"The lay public perception of ECT has been shrouded by stigma as much as secrecy (the opacity of the acronym is itself telling). Nowhere are these concerns as pointed as when considering the treatment for children and adolescents. In their timely and groundbreaking volume, Drs. Ghaziuddin and Walter provide more than a peek into the black box of ECT: they have produced a scholarly, thoughtful, patient-centered and age-specific synthesis of an intervention that can be as effective - indeed life-saving - as it continues to be unfairly maligned or tragically overlooked to this day."
-- Andrés Martin, MD, MPH, Yale Child Study Center, Editor-in-Chief, Journal of the American Academy of Child and Adolescent Psychiatry
"ECT can be truly lifesaving in specifically indicated treatment resistant illnesses. This book edited by Drs. Ghaziuddin and Walter will serve as touch stone in offering the most authoritative and trust worthy information in making decisions and conducting ECT. As it is practical, evidence based and thorough, it will serve in educating psychiatrists- in- training as well as all the clinicians who are invested in full recovery for certain serious illnesses in youth."

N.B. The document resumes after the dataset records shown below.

use contracts::domain::vehicle::{Vehicle, VehicleRequest};

use crate::shared::api_utils;

pub async fn fetch_vehicles() -> Result<Vec<Vehicle>, String> {
    let response = api_utils::get("/api/v1/vehicles")
        .send()
        .await
        .map_err(|e| format!("Error de red: {}", e))?;

    if !response.ok() {
        return Err(api_utils::error_message(&response).await);
    }

    response
        .json::<Vec<Vehicle>>()
        .await
        .map_err(|e| format!("Error leyendo vehículos: {}", e))
}

pub async fn create_vehicle(request: &VehicleRequest) -> Result<Vehicle, String> {
    let response = api_utils::post("/api/v1/vehicles")
        .json(request)
        .map_err(|e| format!("Error armando la solicitud: {}", e))?
        .send()
        .await
        .map_err(|e| format!("Error de red: {}", e))?;

    if !response.ok() {
        return Err(api_utils::error_message(&response).await);
    }

    response
        .json::<Vehicle>()
        .await
        .map_err(|e| format!("Error leyendo el vehículo creado: {}", e))
}

pub async fn update_vehicle(id: &str, request: &VehicleRequest) -> Result<Vehicle, String> {
    let response = api_utils::put(&format!("/api/v1/vehicles/{}", id))
        .json(request)
        .map_err(|e| format!("Error armando la solicitud: {}", e))?
        .send()
        .await
        .map_err(|e| format!("Error de red: {}", e))?;

    if !response.ok() {
        return Err(api_utils::error_message(&response).await);
    }

    response
        .json::<Vehicle>()
        .await
        .map_err(|e| format!("Error leyendo el vehículo actualizado: {}", e))
}

pub async fn delete_vehicle(id: &str) -> Result<(), String> {
    let response = api_utils::delete(&format!("/api/v1/vehicles/{}", id))
        .send()
        .await
        .map_err(|e| format!("Error de red: {}", e))?;

    if !response.ok() {
        return Err(api_utils::error_message(&response).await);
    }
    Ok(())
}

-- Mani Pavuluri, MD, PhD, Berger-Colbeth Chair in Child Psychiatry, University of Illinois at Chicago
"I welcomed the opportunity to receive Ghaziuddin and Walter's book on ECT for several reasons. First, it provides a concise, eminently readable review of ECT in a single volume, and then illustrates its potential applications in pediatric psychiatry, integrating discussions of safety, putative mechanisms, and existing evidence of effectiveness. But equally important, it reminds us that serious illness in young people requires not simply a broad perspective, but also a cautionary measure against rejecting outright interventions that are safe, and which can bring rapid symptom relief."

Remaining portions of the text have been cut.